[What is being asked]: Every line from the one containing "Ok(x) if x.is_finite()" through the last line below should be reproduced exactly; please include nothing else.

[Supplied information]:
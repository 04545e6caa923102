//! Conversion from a generic parsed syntax tree into values.
//!
//! The tree follows the conventions of mpc-style grammar output: every node has a tag
//! (possibly a `|`-joined chain such as `expr|number|regex`), the matched text and an
//! ordered list of children. Lists keep their delimiter tokens as `char` leaves and the
//! root carries `regex` anchor leaves; the reader skips both.

use crate::LispError;
use crate::value::Value;
use std::fmt;

/// Tag of the root node produced by the grammar
pub const ROOT_TAG: &str = ">";

/// A node of the parsed syntax tree
#[derive(Debug, Clone, PartialEq, Eq, Default)]
pub struct SyntaxNode {
    pub tag: String,
    pub contents: String,
    pub children: Vec<SyntaxNode>,
}

impl SyntaxNode {
    /// A node without children
    pub fn leaf(tag: impl Into<String>, contents: impl Into<String>) -> Self {
        SyntaxNode {
            tag: tag.into(),
            contents: contents.into(),
            children: Vec::new(),
        }
    }

    /// A node with children and no contents of its own
    pub fn branch(tag: impl Into<String>, children: Vec<SyntaxNode>) -> Self {
        SyntaxNode {
            tag: tag.into(),
            contents: String::new(),
            children,
        }
    }

    /// Number of nodes without children in this subtree, including itself
    pub fn leaf_count(&self) -> usize {
        if self.children.is_empty() {
            1
        } else {
            self.children.iter().map(SyntaxNode::leaf_count).sum()
        }
    }

    /// Number of nodes with children in this subtree, including itself
    pub fn branch_count(&self) -> usize {
        if self.children.is_empty() {
            0
        } else {
            1 + self
                .children
                .iter()
                .map(SyntaxNode::branch_count)
                .sum::<usize>()
        }
    }

    fn is_skipped(&self) -> bool {
        matches!(self.contents.as_str(), "(" | ")" | "{" | "}")
            || self.tag == "regex"
            || (self.children.is_empty() && self.contents.trim().is_empty() && !self.is_atom())
    }

    fn is_atom(&self) -> bool {
        self.tag.contains("number") || self.tag.contains("symbol")
    }

    fn write_indented(&self, f: &mut fmt::Formatter<'_>, depth: usize) -> fmt::Result {
        let indent = "  ".repeat(depth);
        if self.children.is_empty() {
            writeln!(f, "{indent}{} '{}'", self.tag, self.contents)?;
        } else {
            writeln!(f, "{indent}{}", self.tag)?;
            for child in &self.children {
                child.write_indented(f, depth + 1)?;
            }
        }
        Ok(())
    }
}

/// Indented tree rendering, one node per line
impl fmt::Display for SyntaxNode {
    fn fmt(&self, f: &mut fmt::Formatter<'_>) -> fmt::Result {
        self.write_indented(f, 0)
    }
}

/// Read a syntax tree into a value. Malformed number literals become error values.
pub fn read(node: &SyntaxNode) -> Value {
    if node.tag.contains("number") {
        return read_number(&node.contents);
    }
    if node.tag.contains("symbol") {
        return Value::Symbol(node.contents.clone());
    }

    let mut list = if node.tag.contains("qexpr") {
        Value::qexpr()
    } else {
        // The root, `sexpr` nodes and any other branch all read as S-expressions
        Value::sexpr()
    };

    for child in node.children.iter().filter(|child| !child.is_skipped()) {
        list.add(read(child));
    }
    list
}

/// Integers unless the literal contains a decimal point. Out-of-range literals are errors.
fn read_number(contents: &str) -> Value {
    if contents.contains('.') {
        match contents.parse::<f64>() {
            Ok(x) if x.is_finite() => Value::Float(x),
            _ => LispError::invalid_number().into(),
        }
    } else {
        contents
            .parse::<i64>()
            .map_or_else(|_| LispError::invalid_number().into(), Value::Int)
    }
}
//! State module for tracking crawl progress
//!
//! # Components
//!
//! - `CrawlState`: Where one location's crawl currently is (searching, on a page, on a listing, paginating, done)
//! - `ProgressState`: Which locations of a run are pending and which are completed

mod crawl_state;
mod progress;

// Re-export main types
pub use crawl_state::{CrawlState, TerminalReason};
pub use progress::{local_now, ProgressState};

[Answer for the task]:
            Ok(x) if x.is_finite() => Value::Float(x),
            _ => LispError::invalid_number().into(),
        }
    } else {
        contents
            .parse::<i64>()
            .map_or_else(|_| LispError::invalid_number().into(), Value::Int)
    }
}
//! State module for tracking crawl progress
//!
//! # Components
//!
//! - `CrawlState`: Where one location's crawl currently is (searching, on a page, on a listing, paginating, done)
//! - `ProgressState`: Which locations of a run are pending and which are completed

mod crawl_state;
mod progress;

// Re-export main types
pub use crawl_state::{CrawlState, TerminalReason};
pub use progress::{local_now, ProgressState};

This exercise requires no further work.